The extension pattern of the facial portion of the platysma muscle was classified into patterns: A (n=3; S1–S2, M1–M3, and I1-I3 were covered by the muscle), B-1 (n=20; M1–M3, I1–I3), B-2 (n=9; M1–M2, I1–I3), and C (n=2; I1-I3).

The platysma muscle is divided into anterior and posterior portions. The anterior platysma ascends superiorly and medially in the face to interdigitate with the depressor anguli oris and the depressor labii inferioris muscles. The morphology pattern of the posterior platysma varied and was classified into 1 of 3 patterns: straight (n=13), straight-curved (n=18), and curved (n=3). The straight pattern showed platysma fibers that travel parallel to the mandibular malar line and head toward the zygomaticus major or the orbicularis oculi muscles. The straight-curved type has fibers that travel straight from the neck to the face but then curve, heading toward the risorius, zygomaticus major, or orbicularis oculi muscle depending on the extent of the platysma muscle in the area. The curved type has fibers that run parallel to the zygomaticus arch and interdigitate with the orbicularis oculi muscle and either the risorius or zygomaticus major muscle.

What’s the issue?

For many years, the cervical platysma muscle was studied and surgical approaches were modified to enhance results.
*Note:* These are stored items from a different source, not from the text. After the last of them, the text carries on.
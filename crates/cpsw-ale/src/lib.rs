//! Address lookup engine (ALE) table management for TI CPSW and NetCP
//! Ethernet switches.
//!
//! The ALE is the forwarding table of the switch: a fixed-size hardware
//! table of 96-bit entries describing unicast addresses, multicast groups
//! and VLANs. This crate owns that table on behalf of the network driver:
//!
//! - [`AleEntry`]: bit-exact codec for one table entry
//! - [`AleVariant`]: per-silicon layout and feature descriptors
//! - [`Ale`]: the engine, with entry CRUD, VLAN management, named
//!   controls, aging, the policer/classifier table and rate limiting
//! - [`RegisterAccess`]: the register capability the engine runs on
//! - [`sim::SimRegisters`]: a register-level model used for testing
//!
//! # Example
//!
//! ```
//! use std::sync::Arc;
//! use cpsw_ale::{sim::SimRegisters, Ale, AleFlags, AleParams};
//! use cpsw_types::{MacAddress, VlanId};
//!
//! let regs = Arc::new(SimRegisters::new("am65x-cpsw2g").unwrap());
//! let mut ale = Ale::new(AleParams::new("am65x-cpsw2g", 3), regs).unwrap();
//! ale.start().unwrap();
//!
//! let mac: MacAddress = "00:11:22:33:44:55".parse().unwrap();
//! ale.add_unicast(&mac, 1, AleFlags::empty(), VlanId::UNSCOPED).unwrap();
//! assert!(ale.match_unicast(&mac, VlanId::UNSCOPED).is_ok());
//!
//! ale.stop().unwrap();
//! ```

pub mod aging;
pub mod config;
pub mod control;
pub mod engine;
pub mod entry;
pub mod error;
pub mod ops;
pub mod policer;
pub mod regs;
pub mod sim;
mod table;
pub mod variant;
pub mod vlan;

pub use config::AleParams;
pub use control::{AleControl, ControlInfo, ControlWriter};
pub use engine::Ale;
pub use entry::{AleEntry, EntryType, UcastType};
pub use error::{AleError, AleResult};
pub use ops::AleFlags;
pub use policer::PRI_THREAD_MAP;
pub use regs::{RegField, RegFieldId, RegisterAccess};
pub use variant::{AleFeatures, AleVariant, VlanField};
pub use vlan::AleVlan;
//! Engine construction parameters.
//!
//! Parameters are normally filled in by the platform glue that probes the
//! switch. They can also be loaded from a TOML file with an `[ale]`
//! table, which is how host tooling and the simulator are configured:
//!
//! ```toml
//! [ale]
//! dev_id = "am65x-cpsw2g"
//! ale_ports = 3
//! bus_freq = 250000000
//! ale_ageout = 10
//! ```

use crate::engine::ALE_RATE_LIMIT_MIN_PPS;
use crate::error::{AleError, AleResult};
use cpsw_types::PortMask;
use serde::{Deserialize, Serialize};
use std::fs;
use std::path::Path;
use std::time::Duration;

const MIN_BUS_FREQ: u64 = 1_000_000;

/// Highest clock whose 1 ms PRESCALE count fits the 32-bit register.
const MAX_BUS_FREQ: u64 = u32::MAX as u64 * ALE_RATE_LIMIT_MIN_PPS as u64;

/// Parameters for [`crate::Ale::new`].
#[derive(Debug, Clone, PartialEq, Eq, Serialize, Deserialize)]
pub struct AleParams {
    /// Device identity, e.g. `cpsw` or `am65x-cpsw2g`.
    pub dev_id: String,

    /// Number of switch ports including the host port.
    #[serde(default = "default_ale_ports")]
    pub ale_ports: u32,

    /// Reference clock in Hz.
    #[serde(default = "default_bus_freq")]
    pub bus_freq: u64,

    /// Aging interval in seconds; 0 disables aging.
    #[serde(default = "default_ale_ageout")]
    pub ale_ageout: u64,

    /// Table size override; 0 uses the variant or the status register.
    #[serde(default)]
    pub ale_entries: u32,

    /// Policer count override; 0 uses the status register.
    #[serde(default)]
    pub num_policers: u32,
}

#[derive(Debug, Serialize, Deserialize)]
struct AleParamsFile {
    ale: AleParams,
}

fn default_ale_ports() -> u32 {
    3
}

fn default_bus_freq() -> u64 {
    250_000_000
}

fn default_ale_ageout() -> u64 {
    10
}

impl AleParams {
    /// Default parameters for a `ports`-port `dev_id` switch.
    pub fn new(dev_id: impl Into<String>, ports: u32) -> Self {
        Self {
            dev_id: dev_id.into(),
            ale_ports: ports,
            bus_freq: default_bus_freq(),
            ale_ageout: default_ale_ageout(),
            ale_entries: 0,
            num_policers: 0,
        }
    }

    pub fn with_ageout(mut self, secs: u64) -> Self {
        self.ale_ageout = secs;
        self
    }

    pub fn with_bus_freq(mut self, hz: u64) -> Self {
        self.bus_freq = hz;
        self
    }

    pub fn with_entries(mut self, entries: u32) -> Self {
        self.ale_entries = entries;
        self
    }

    pub fn with_policers(mut self, policers: u32) -> Self {
        self.num_policers = policers;
        self
    }

    /// Parses and validates an `[ale]` TOML document.
    pub fn from_toml_str(content: &str) -> AleResult<Self> {
        let file: AleParamsFile = toml::from_str(content)
            .map_err(|e| AleError::Config(format!("Failed to parse ALE parameters: {}", e)))?;
        file.ale.validate()?;
        Ok(file.ale)
    }

    /// Loads and validates parameters from a TOML file.
    pub fn load(path: impl AsRef<Path>) -> AleResult<Self> {
        let path = path.as_ref();
        let content = fs::read_to_string(path)?;
        Self::from_toml_str(&content).map_err(|e| match e {
            AleError::Config(msg) => AleError::Config(format!("{}: {}", path.display(), msg)),
            other => other,
        })
    }

    /// Writes the parameters as an `[ale]` TOML document.
    pub fn save(&self, path: impl AsRef<Path>) -> AleResult<()> {
        let content = toml::to_string_pretty(&AleParamsFile { ale: self.clone() })
            .map_err(|e| AleError::Config(format!("Failed to serialize ALE parameters: {}", e)))?;
        fs::write(path, content)?;
        Ok(())
    }

    pub fn validate(&self) -> AleResult<()> {
        if self.dev_id.trim().is_empty() {
            return Err(AleError::Config("dev_id must not be empty".to_string()));
        }

        if self.ale_ports == 0 || self.ale_ports > PortMask::MAX_PORTS {
            return Err(AleError::Config(format!(
                "ale_ports must be 1-{}, got {}",
                PortMask::MAX_PORTS,
                self.ale_ports
            )));
        }

        if !(MIN_BUS_FREQ..=MAX_BUS_FREQ).contains(&self.bus_freq) {
            return Err(AleError::Config(format!(
                "bus_freq must be {}-{} Hz, got {}",
                MIN_BUS_FREQ, MAX_BUS_FREQ, self.bus_freq
            )));
        }

        Ok(())
    }

    /// Aging interval, `None` when aging is disabled.
    pub fn ageout(&self) -> Option<Duration> {
        (self.ale_ageout != 0).then(|| Duration::from_secs(self.ale_ageout))
    }
}

#[cfg(test)]
mod tests {
    use super::*;
    use pretty_assertions::assert_eq;
    use std::io::Write;

    #[test]
    fn test_defaults() {
        let params = AleParams::new("cpsw", 3);
        assert_eq!(params.bus_freq, 250_000_000);
        assert_eq!(params.ale_ageout, 10);
        assert_eq!(params.ale_entries, 0);
        assert_eq!(params.ageout(), Some(Duration::from_secs(10)));
        assert_eq!(params.with_ageout(0).ageout(), None);
    }

    #[test]
    fn test_from_toml_defaults_fill_in() {
        let params = AleParams::from_toml_str("[ale]\ndev_id = \"66ak2g\"\n").unwrap();
        assert_eq!(params, AleParams::new("66ak2g", 3));
    }

    #[test]
    fn test_from_toml_full() {
        let params = AleParams::from_toml_str(
            r#"
            [ale]
            dev_id = "am64-cpswxg"
            ale_ports = 9
            bus_freq = 500000000
            ale_ageout = 0
            ale_entries = 128
            num_policers = 16
            "#,
        )
        .unwrap();
        assert_eq!(params.ale_ports, 9);
        assert_eq!(params.bus_freq, 500_000_000);
        assert_eq!(params.ageout(), None);
        assert_eq!(params.ale_entries, 128);
        assert_eq!(params.num_policers, 16);
    }

    #[test]
    fn test_validation() {
        let err = AleParams::from_toml_str("[ale]\ndev_id = \"\"\n").unwrap_err();
        assert!(matches!(err, AleError::Config(_)));

        let err = AleParams::from_toml_str("[ale]\ndev_id = \"cpsw\"\nale_ports = 33\n").unwrap_err();
        assert!(err.to_string().contains("ale_ports"));

        let err = AleParams::from_toml_str("[ale]\ndev_id = \"cpsw\"\nbus_freq = 1000\n").unwrap_err();
        assert!(err.to_string().contains("bus_freq"));

        assert!(AleParams::new("cpsw", 3).with_bus_freq(MAX_BUS_FREQ).validate().is_ok());
        let err = AleParams::new("cpsw", 3)
            .with_bus_freq(MAX_BUS_FREQ + ALE_RATE_LIMIT_MIN_PPS as u64)
            .validate()
            .unwrap_err();
        assert!(err.to_string().contains("bus_freq"));

        assert!(AleParams::from_toml_str("ale_ports = 3\n").is_err());
    }

    #[test]
    fn test_load_and_save() {
        let mut file = tempfile::NamedTempFile::new().unwrap();
        writeln!(file, "[ale]\ndev_id = \"am65x-cpsw2g\"\nale_ageout = 30").unwrap();

        let params = AleParams::load(file.path()).unwrap();
        assert_eq!(params.dev_id, "am65x-cpsw2g");
        assert_eq!(params.ale_ageout, 30);

        let out = tempfile::NamedTempFile::new().unwrap();
        params.save(out.path()).unwrap();
        assert_eq!(AleParams::load(out.path()).unwrap(), params);
    }

    #[test]
    fn test_load_missing_file() {
        let dir = tempfile::tempdir().unwrap();
        let err = AleParams::load(dir.path().join("missing.toml")).unwrap_err();
        assert!(matches!(err, AleError::Io(_)));
    }
}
The authors of this study have taken the study of the platysma muscle further to delineate its course through the face. Knowledge of the various pathways of the muscle can help us determine the most natural direction to resuspend ptotic facial tissue during surgery and minimally invasive procedures such as thread-lifting. The most salient points include: (1) the lower one-third of the masseter muscle is covered by the platysma, and (2) straight-curved was the most common morphology type, suggesting that the vector for repositioning the platysma muscle is vertical.

Although Bae et al do not discuss the use of botulinum toxin (BTX) in the treatment of the platysma, the results of this study further support the importance of BTX to the lower face. We can look back at more than 14 years of cosmetic use of BTX for the glabella and see the reduced number of brow-lift surgeries nationwide. Although the preventative effects of BTX on brow depression still need to be scientifically proven, it may behoove us to think preventatively on the use of BTX in the platysma to minimize ptosis of the lower face and neck. The results of this anatomic study support the importance of tailoring the approach to the dynamic lines caused by the platysma muscle in each patient to address jowls and neck bands. Have you been offering lower face BTX treatments to patients in an effort to reduce lower face aging?